4 Août 2012 | Focolare Worldwide
L’urgence éducative est un des défis les plus importants de notre époque actuelle : il est en effet nécessaire de renouveler les itinéraires formatifs, pour les adapter à la vie des personnes qui nouent des relations dans l’ère de la globalisation.
Un groupe d’éducateurs italiens, enseignants, dirigeants, animateurs de groupes de jeunes, psychologues et pédagogues se sont réunis autour d’une « Table ronde nationale de l’Éducation », qui, depuis 2010, se retrouve à Grottaferrata (Rome), au siège du Mouvement Humanité Nouvelle, qui en est le promoteur avec AMU, EDU et les Juniors pour un Monde Uni.
Commençons par une des dernières nouvelles des travaux de la Table ronde : l’inscription dans l’agenda pour 2013 d’un « Meeting international du Monde de l’Éducation », qui se tiendra à Castelgandolfo (Rome) les 6-7-8 septembre 2013. Le Meeting réunira ceux qui, dans le monde, s’occupent d’éducation à différents titres : la famille, l’école, les catéchistes, les animateurs de groupes, les spécialistes, les jeunes. Objectif déclaré : construire ensemble, au niveau international, une base de travail à travers le dialogue, l’écoute, l’échange d’idées et de parcours éducatifs, les bonnes pratiques réalisées et les projets à lancer dans les différents pays.

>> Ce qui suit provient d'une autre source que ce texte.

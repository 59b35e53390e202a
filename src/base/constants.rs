//! Domain constants shared by discovery, validation and materialization.

/// Build-artifact directory names skipped by expected-file discovery,
/// workspace loading and validation. Matched case-insensitively at any depth.
pub const EXCLUDED_DIRS: &[&str] = &["bin", "obj"];

/// Suffix appended to temporary files written before the final rename.
pub const TEMP_FILE_SUFFIX: &str = ".crossport-tmp";

/// Name prefix for orchestrator worker threads.
pub const WORKER_THREAD_PREFIX: &str = "crossport-worker";
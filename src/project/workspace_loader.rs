use std::path::{Path, PathBuf};
use std::sync::Arc;

use walkdir::WalkDir;

use super::{Language, ProjectInfo, Workspace};
use crate::base::is_excluded_dir;
use crate::config::ConversionOptions;
use crate::error::ConvertError;

/// Builds a [`Workspace`] from a directory tree.
///
/// Every immediate subdirectory of the workspace root is a project. A
/// project's language is the first of the supplied languages that has at
/// least one file in it; only files of that language become its units.
pub struct WorkspaceLoader {
    excluded_dirs: Vec<String>,
}

impl WorkspaceLoader {
    pub fn new() -> Self {
        Self::with_options(&ConversionOptions::default())
    }

    pub fn with_options(options: &ConversionOptions) -> Self {
        Self {
            excluded_dirs: options.excluded_dirs.clone(),
        }
    }

    /// Loads every project under `path`, in directory-name order.
    pub fn load_directory<P: Into<PathBuf>>(
        &self,
        path: P,
        languages: &[Language],
    ) -> Result<Workspace, ConvertError> {
        let root = path.into();
        if !root.is_dir() {
            return Err(ConvertError::DirectoryNotFound(root));
        }

        let mut projects = Vec::new();
        for entry in WalkDir::new(&root)
            .min_depth(1)
            .max_depth(1)
            .sort_by_file_name()
        {
            let entry = entry.map_err(|e| ConvertError::walk(&root, e))?;
            if !entry.file_type().is_dir() || self.is_excluded(entry.path()) {
                continue;
            }
            let name: Arc<str> = entry.file_name().to_string_lossy().into();
            if let Some(project) = self.load_project(entry.path(), name, languages)? {
                projects.push(project);
            }
        }

        tracing::debug!(
            "Loaded workspace {} with {} project(s)",
            root.display(),
            projects.len()
        );
        Ok(Workspace::new(root, projects))
    }

    /// Loads a single project directory.
    ///
    /// Returns `Ok(None)` when the directory holds no file in any of `languages`.
    pub fn load_project(
        &self,
        dir: &Path,
        name: impl Into<Arc<str>>,
        languages: &[Language],
    ) -> Result<Option<ProjectInfo>, ConvertError> {
        let files = self.collect_files(dir)?;
        let Some(language) = languages
            .iter()
            .find(|language| files.iter().any(|f| language.matches_path(f)))
        else {
            return Ok(None);
        };

        let files = files
            .into_iter()
            .filter(|f| language.matches_path(f))
            .collect();
        Ok(Some(ProjectInfo::new(name, language.clone(), dir, files)))
    }

    fn collect_files(&self, dir: &Path) -> Result<Vec<PathBuf>, ConvertError> {
        let mut files = Vec::new();
        let walker = WalkDir::new(dir)
            .sort_by_file_name()
            .into_iter()
            .filter_entry(|e| {
                !(e.file_type().is_dir() && e.depth() > 0 && self.is_excluded(e.path()))
            });
        for entry in walker {
            let entry = entry.map_err(|e| ConvertError::walk(dir, e))?;
            if entry.file_type().is_file() {
                files.push(entry.into_path());
            }
        }
        Ok(files)
    }

    fn is_excluded(&self, path: &Path) -> bool {
        path.file_name()
            .and_then(|n| n.to_str())
            .is_some_and(|name| is_excluded_dir(name, &self.excluded_dirs))
    }
}

impl Default for WorkspaceLoader {
    fn default() -> Self {
        Self::new()
    }
}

En Italie, par exemple, la Table ronde met en réseau des initiatives éducatives, didactiques et méthodologiques de différentes régions d’Italie, comme l’éducation à la paix, à la citoyenneté, à l’apprentissage, qui montrent comment seule une authentique relation interpersonnelle, de donation réciproque, peut être le début de tout grand événement éducatif, en mesure de favoriser la pleine réalisation de la personnalité de chacun et de tous.
En sont témoins les étudiants d’un lycée scientifique de la province de Catane, où, depuis des années, différents parcours pédagogiques d’éducation au bien commun sont actifs, pour valoriser non seulement le patrimoine culturel des seules disciplines, mais aussi l’unité du savoir humain et les valeurs universelles, afin d’aider les élèves à en intérioriser les messages pour les transformer en styles de vie. Des rencontres avec des associations engagées dans le domaine du développement, de la coopération et du bénévolat sont proposées, avec l’implication de professeurs de différentes matières.

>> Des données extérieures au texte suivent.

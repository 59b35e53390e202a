//! The per-file translation contract.
//!
//! The translation engine itself lives outside this crate; the orchestrator
//! only ever sees it through [`Translator`].

use std::path::PathBuf;

use thiserror::Error;
use tokio_util::sync::CancellationToken;

use crate::project::{Language, TranslatableUnit};

/// Raw result of translating one file.
#[derive(Debug, Clone, Default, PartialEq, Eq)]
pub struct Translation {
    /// Where the translated file belongs, expressed under the workspace
    /// source root. `None` means the unit intentionally produced no file.
    pub target_path: Option<PathBuf>,
    /// Translated text. May be present alongside diagnostics as partial output.
    pub text: Option<String>,
    /// Diagnostics raised while translating. Empty means success.
    pub diagnostics: Vec<String>,
}

impl Translation {
    /// A clean translation.
    pub fn success(target_path: impl Into<PathBuf>, text: impl Into<String>) -> Self {
        Self {
            target_path: Some(target_path.into()),
            text: Some(text.into()),
            diagnostics: Vec::new(),
        }
    }

    /// A unit that needs no output file.
    pub fn skipped() -> Self {
        Self::default()
    }

    pub fn with_diagnostic(mut self, diagnostic: impl Into<String>) -> Self {
        self.diagnostics.push(diagnostic.into());
        self
    }
}

/// Failure raised by a translator for a single unit.
#[derive(Debug, Error)]
pub enum TranslateError {
    /// The source could not be parsed or analysed.
    #[error("{0}")]
    Failed(String),

    /// The translator observed the cancellation token.
    #[error("Translation cancelled")]
    Cancelled,

    #[error("IO error: {0}")]
    Io(#[from] std::io::Error),
}

impl TranslateError {
    pub fn failed(message: impl Into<String>) -> Self {
        Self::Failed(message.into())
    }
}

/// Black-box single-file translator.
///
/// Implementations are shared across worker threads. They should poll
/// `cancel` at convenient points and return [`TranslateError::Cancelled`]
/// when it fires.
pub trait Translator: Send + Sync {
    fn translate(
        &self,
        unit: &TranslatableUnit,
        target: &Language,
        cancel: &CancellationToken,
    ) -> Result<Translation, TranslateError>;
}

impl<F> Translator for F
where
    F: Fn(&TranslatableUnit, &Language, &CancellationToken) -> Result<Translation, TranslateError>
        + Send
        + Sync,
{
    fn translate(
        &self,
        unit: &TranslatableUnit,
        target: &Language,
        cancel: &CancellationToken,
    ) -> Result<Translation, TranslateError> {
        self(unit, target, cancel)
    }
}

Les jeunes deviennent ainsi protagonistes d’actions de solidarité et de partage, comme le « soutien à distance » d’enfants qui vivent des situations difficiles, mais aussi dans la classe même, en faisant circuler le matériel, les talents et les compétences.
Cecilia Landucci enseigne les lettres dans un collège de la province de Rome et est coordinatrice de l’initiative dans le domaine de la commission « Éducation et culture » d’Humanité Nouvelle : « La Table ronde est un réseau concret entre nous, éducateurs : la connaissance des différentes expériences promeut la collaboration, fait sortir de l’isolement, en favorisant la diffusion de ce qui est déjà en action comme vie et comme pensée culturelle dans le domaine de l’éducation, à la lumière du Charisme de l’Unité. L’objectif est l’élaboration d’un projet pour l’école italienne, qui puisse contribuer à sa redéfinition ».